* **What the task asks**
Go through the records line by line. Report how many lines contain "flags", with nothing else.

[Collected data entries]
● ● ● ● ● ● ●

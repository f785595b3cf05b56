//! skillpose CLI — classify calisthenics skill poses from landmark files.

use clap::{Args, Parser, Subcommand};
use std::path::PathBuf;

use skillpose::{ClassifyConfig, Landmark, PoseClassifier, PoseLabel};

type CliError = Box<dyn std::error::Error>;
type CliResult<T> = Result<T, CliError>;

#[derive(Parser)]
#[command(name = "skillpose")]
#[command(about = "Classify calisthenics skill poses from MediaPipe Pose landmarks (33 points)")]
#[command(version)]
struct Cli {
    #[command(subcommand)]
    command: Commands,
}

#[derive(Subcommand)]
enum Commands {
    /// Classify one landmark frame.
    Classify(CliClassifyArgs),

    /// Print the recognized pose labels in tie-break order.
    Labels,
}

#[derive(Debug, Clone, Args)]
struct CliClassifyArgs {
    /// Path to a JSON array of 33 landmark objects {x, y, z, visibility}.
    #[arg(long)]
    landmarks: PathBuf,

    /// Path to write the classification result (JSON). Prints to stdout
    /// when omitted.
    #[arg(long)]
    out: Option<PathBuf>,

    /// Visibility threshold for the low-visibility advisory.
    #[arg(long, default_value = "0.4")]
    min_visibility: f64,

    /// Omit the per-pose score map from the output.
    #[arg(long)]
    no_scores: bool,
}

fn main() -> CliResult<()> {
    tracing_subscriber::fmt()
        .with_env_filter(
            tracing_subscriber::EnvFilter::try_from_default_env()
                .unwrap_or_else(|_| tracing_subscriber::EnvFilter::new("info")),
        )
        .init();

    let cli = Cli::parse();
    match cli.command {
        Commands::Classify(args) => run_classify(args),
        Commands::Labels => {
            for label in PoseLabel::ALL {
                println!("{}", label);
            }
            Ok(())
        }
    }
}

fn run_classify(args: CliClassifyArgs) -> CliResult<()> {
    tracing::info!("Loading landmarks: {}", args.landmarks.display());
    let text = std::fs::read_to_string(&args.landmarks)?;
    let landmarks: Vec<Landmark> = serde_json::from_str(&text)?;

    let classifier = PoseClassifier::with_config(ClassifyConfig {
        min_visibility: args.min_visibility,
    });
    let result = classifier.classify(&landmarks)?;

    tracing::info!("Best pose: {} ({:.2})", result.label, result.confidence);
    for warning in &result.warnings {
        tracing::warn!("{}", warning);
    }

    let mut json = serde_json::to_value(&result)?;
    if args.no_scores {
        if let Some(obj) = json.as_object_mut() {
            obj.remove("scores");
        }
    }
    let rendered = serde_json::to_string_pretty(&json)?;

    match args.out {
        Some(path) => {
            std::fs::write(&path, rendered)?;
            tracing::info!("Result written to {}", path.display());
        }
        None => println!("{}", rendered),
    }
    Ok(())
}
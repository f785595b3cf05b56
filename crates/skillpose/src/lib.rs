//! skillpose — heuristic classifier for static calisthenics skill poses.
//!
//! Input is one frame of MediaPipe Pose output: 33 landmarks with image
//! coordinates, a coarse relative depth and a per-landmark visibility.
//! The pipeline stages are:
//!
//! 1. **Features** – scale-normalized geometric features (joint angles,
//!    body/torso tilt, wrist gaps, mean heights, segment lengths).
//! 2. **Scoring** – one weighted fuzzy scorer per pose class, each mapping
//!    the feature bag to a confidence in [0, 1].
//! 3. **Lever split** – a depth heuristic divides the generic lever score
//!    into Front Lever and Back Lever.
//! 4. **Selection** – best label by confidence, plus advisory warnings for
//!    low landmark visibility and low winning confidence.
//!
//! # Public API
//! The stable surface is intentionally small:
//! - [`PoseClassifier`] and [`ClassifyConfig`] as primary entry points
//! - [`Landmark`] as the input record, [`Classification`] as the output
//! - [`PoseLabel`] and [`ScoreMap`] for inspecting per-pose confidences
//!
//! Scoring weights and tolerances are fixed design constants, not part of
//! the configurable surface.

mod api;
mod classify;
mod features;
mod geometry;
mod landmark;
mod scoring;

#[cfg(test)]
pub(crate) mod test_utils;

pub use api::PoseClassifier;
pub use classify::{Classification, ClassifyConfig, ClassifyError};
pub use features::PoseFeatures;
pub use landmark::{midpoint, Landmark, LANDMARK_COUNT};
pub use scoring::{PoseLabel, ScoreMap};
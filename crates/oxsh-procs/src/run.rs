//! The subprocess entry point: compile, launch, register, shape the result.
//!
//! [`run_subproc`] is what an embedding shell calls once its parser has
//! reduced a command line to pipeline items. What comes back depends on the
//! capture kind requested for the last stage:
//!
//! - `Object` and `HiddenObject` return the live [`CommandPipeline`] handle
//!   (for `HiddenObject` foreground runs, already ended);
//! - `Stdout` runs to completion and returns the decoded output string;
//! - everything else is `Detached`: background jobs keep their handle
//!   parked in the session's job table, foreground uncaptured runs are
//!   simply over.

use tracing::debug;

use oxsh_types::CaptureKind;

use crate::compile::{cmds_to_specs, PipelineItem};
use crate::error::ProcsResult;
use crate::pipeline::CommandPipeline;
use crate::session::SessionContext;

/// What a finished call to [`run_subproc`] hands back.
#[derive(Debug)]
pub enum RunOutcome {
    /// A live (or already ended) pipeline handle.
    Handle(CommandPipeline),
    /// Decoded stdout of the last stage.
    Output(String),
    /// Nothing to return; any background handle is parked in the job table.
    Detached,
}

/// Compile `items`, launch the pipeline, and drive it as far as `captured`
/// demands.
///
/// The capture kind only constrains the last stage, and the builder may
/// still downgrade it (an uncapturable callable runs uncaptured), so the
/// shaping below trusts the compiled spec over the argument.
#[tracing::instrument(level = "debug", skip(ctx, items), fields(captured = %captured))]
pub fn run_subproc(
    ctx: &SessionContext,
    items: Vec<PipelineItem>,
    captured: CaptureKind,
) -> ProcsResult<RunOutcome> {
    let specs = cmds_to_specs(items, captured, ctx)?;
    let captured = specs.last().map(|s| s.captured).unwrap_or(captured);
    let background = specs.last().map_or(false, |s| s.background);
    let all_proxies = specs.iter().all(|s| s.is_callable());

    let mut pipeline = CommandPipeline::new(specs, ctx);

    let job = if all_proxies {
        None
    } else {
        let id = ctx.jobs.add_job(
            pipeline.command_text(),
            pipeline.pids(),
            pipeline.term_pgid(),
            background,
            None,
        );
        if background && ctx.flags.interactive && captured != CaptureKind::Object {
            ctx.jobs.announce_job(id);
        }
        Some(id)
    };
    pipeline.continue_last();
    debug!(?job, background, "pipeline launched");

    match captured {
        CaptureKind::Object => Ok(RunOutcome::Handle(pipeline)),
        CaptureKind::HiddenObject => {
            if !background {
                pipeline.end();
                pipeline.raise_if_failed()?;
            }
            Ok(RunOutcome::Handle(pipeline))
        }
        _ if background => {
            if let Some(id) = job {
                ctx.jobs.park_pipeline(id, pipeline);
            }
            Ok(RunOutcome::Detached)
        }
        CaptureKind::Stdout => {
            pipeline.end();
            pipeline.raise_if_failed()?;
            Ok(RunOutcome::Output(pipeline.output()))
        }
        CaptureKind::None => {
            pipeline.end();
            pipeline.raise_if_failed()?;
            Ok(RunOutcome::Detached)
        }
    }
}

#[cfg(test)]
mod tests {
    use super::*;
    use crate::error::ProcsError;

    fn ctx() -> SessionContext {
        SessionContext::new()
    }

    fn items(stages: &[&[&str]]) -> Vec<PipelineItem> {
        let mut items = Vec::new();
        for (i, stage) in stages.iter().enumerate() {
            if i > 0 {
                items.push(PipelineItem::Pipe);
            }
            items.push(PipelineItem::command(stage.iter().copied()));
        }
        items
    }

    #[test]
    fn stdout_capture_returns_the_text() {
        let ctx = ctx();
        let out = run_subproc(&ctx, items(&[&["echo", "hi"]]), CaptureKind::Stdout).unwrap();
        match out {
            RunOutcome::Output(s) => assert_eq!(s, "hi\n"),
            other => panic!("unexpected outcome {other:?}"),
        }
    }

    #[test]
    fn object_capture_returns_a_live_handle() {
        let ctx = ctx();
        let out = run_subproc(
            &ctx,
            items(&[&["sh", "-c", "echo o; echo e >&2"]]),
            CaptureKind::Object,
        )
        .unwrap();
        let RunOutcome::Handle(mut handle) = out else {
            panic!("expected a handle");
        };
        assert_eq!(handle.out(), "o\n");
        assert_eq!(handle.err(), "e\n");
        assert_eq!(handle.returncode(), 0);
    }

    #[test]
    fn hidden_object_foreground_comes_back_ended() {
        let ctx = ctx();
        let out = run_subproc(&ctx, items(&[&["true"]]), CaptureKind::HiddenObject).unwrap();
        let RunOutcome::Handle(handle) = out else {
            panic!("expected a handle");
        };
        assert!(handle.ended());
        assert_eq!(handle.poll_returncode(), Some(0));
    }

    #[test]
    fn uncaptured_foreground_is_detached() {
        let ctx = ctx();
        let out = run_subproc(&ctx, items(&[&["true"]]), CaptureKind::None).unwrap();
        assert!(matches!(out, RunOutcome::Detached));
    }

    #[test]
    fn background_jobs_are_parked_in_the_table() {
        let ctx = ctx();
        let mut cmd = items(&[&["sleep", "0.3"]]);
        cmd.push(PipelineItem::Background);
        let out = run_subproc(&ctx, cmd, CaptureKind::Stdout).unwrap();
        assert!(matches!(out, RunOutcome::Detached));

        let jobs = ctx.jobs.list();
        assert_eq!(jobs.len(), 1);
        assert!(jobs[0].background);
        let mut parked = ctx.jobs.take_pipeline(jobs[0].id).unwrap();
        assert_eq!(parked.returncode(), 0);
    }

    #[test]
    fn failures_raise_when_the_session_asks() {
        let mut ctx = ctx();
        ctx.flags.raise_subproc_error = true;
        let err = run_subproc(&ctx, items(&[&["false"]]), CaptureKind::Stdout).unwrap_err();
        match err {
            ProcsError::NonZeroExit { code, .. } => assert_eq!(code, 1),
            other => panic!("unexpected error {other}"),
        }
    }

    #[test]
    fn pipelines_of_callables_skip_the_job_table() {
        use std::io::Write;

        let mut aliases = crate::session::MapAliases::new();
        aliases.insert_callable(
            "greet",
            std::sync::Arc::new(|call| {
                writeln!(call.stdout, "hello").ok();
                Ok(oxsh_types::AliasReturn::Done)
            }),
        );
        let ctx = SessionContext::new().with_aliases(aliases);
        let out = run_subproc(&ctx, items(&[&["greet"]]), CaptureKind::Stdout).unwrap();
        match out {
            RunOutcome::Output(s) => assert_eq!(s, "hello\n"),
            other => panic!("unexpected outcome {other:?}"),
        }
        assert!(ctx.jobs.list().is_empty());
    }
}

● ● ● ● ● ● ●

* **Finished task**
2